The typewriter is to the printing press much like the personal computer is to the mainframe computer. The European version of the printing press, known as the Gutenberg press, was first developed in the 15th century. It enabled books to be printed rapidly, and helped promote the spread of literacy (and religion) throughout the world. A personal printing press, or “type writer,” used by a single person to print a legible document dates to the early 18th century.
The need for speed and automation were driving forces in the further development of typewriters. So was the enthusiasm of early adopters. One of these was Mark Twain, who wrote to his brother in 1875:
“The machine has several virtues. I believe it will print faster than I can write. One may lean back in his chair & work it. It piles an awful stack of words on one page. It don’t muss [mess] things or scatter ink blots around. Of course it saves paper.”
Twain may have been trying out a Sholes and Gidden Typewriter, the brand name which gave us the generic term for the product. The Sholes also introduced the QWERTY keyboard. The placement of letters in this odd way was intended to prevent frequently struck keys from colliding; thus the E was next to the W and so on. As people became ever faster typists, this was an important consideration. The QWERTY keyboard also became popular because it was the first keyboard. Typewriter manufacturers that followed wanted to copy success.

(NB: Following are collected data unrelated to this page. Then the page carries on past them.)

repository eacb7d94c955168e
use crate::controllers::ports::file_presenter::FilePresenterPort;
use crate::core::data::colour_grid::ColourGrid;
use std::fs;
use std::io::{BufWriter, Write};
use std::path::Path;

/// Writes `grid` as a binary PPM image.
pub fn encode_ppm<W: Write>(grid: &ColourGrid, writer: &mut W) -> std::io::Result<()> {
    // PPM header: P6 means binary RGB, then width, height and max_colour
    writeln!(writer, "P6")?;
    writeln!(writer, "{} {}", grid.width(), grid.height())?;
    writeln!(writer, "255")?;
    writer.write_all(grid.buffer())?;

    Ok(())
}

pub struct PpmFilePresenter {}

impl FilePresenterPort for PpmFilePresenter {
    fn present(&self, grid: &ColourGrid, filepath: impl AsRef<Path>) -> std::io::Result<()> {
        let filepath = filepath.as_ref();

        if let Some(parent) = filepath.parent().filter(|p| !p.as_os_str().is_empty()) {
            fs::create_dir_all(parent)?;
        }

        let mut writer = BufWriter::new(fs::File::create(filepath)?);
        encode_ppm(grid, &mut writer)?;
        writer.flush()
    }
}

impl Default for PpmFilePresenter {
    fn default() -> Self {
        Self::new()
    }
}

impl PpmFilePresenter {
    #[must_use]
    pub fn new() -> Self {
        Self {}
    }
}
#[allow(clippy::module_inception)]
pub mod generate_fractal;
pub mod ports;
use winit::window::Window;
use crate::input::gui::app::ports::presenter::GuiPresenterPort;

pub trait GuiPresenterFactoryPort<T: GuiPresenterPort> {
    fn build(&self, window: &'static Window) -> Result<T, pixels::Error>;
}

The Sholes was actually bought and manufactured by E. Remington & Sons, a major industrial manufacturer already known for its guns and another industrial product that was changing the world - the sewing machine. Both products required the same machining and manufacturing skills that mass production of typewriters would require. Early Remington typewriters borrowed concepts from the sewing machine, like carriage returns by foot pedal!
The late 19th century saw continued product improvements. These included the carriage return, the self-rewinding ink ribbon, the shift key to distinguish between capital and small letters, and the ability to see what you were typing.

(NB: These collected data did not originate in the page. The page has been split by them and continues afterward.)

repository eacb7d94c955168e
//! Input adapters for the viewer.
//!
//! Each adapter receives input from one source and turns it into controller calls.

pub mod cli;
#[cfg(feature = "gui")]
pub mod gui;
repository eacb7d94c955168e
pub mod args;
pub mod logging;
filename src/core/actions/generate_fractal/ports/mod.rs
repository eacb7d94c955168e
pub mod fractal_algorithm;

This age came to an end - or one could say further evolved - with the coming of the personal computer. The electric became electronic, the physical became digital. A set of typewriter keys are pressed, but what is now recorded are bits and bytes that are saved on discs of all sorts, transmitted over great distances - and much easier than ever to correct. More recently, even the keyboard has become digital on mobile phones, as in the image above. Little did its inventors know where their keyboard would one day be found.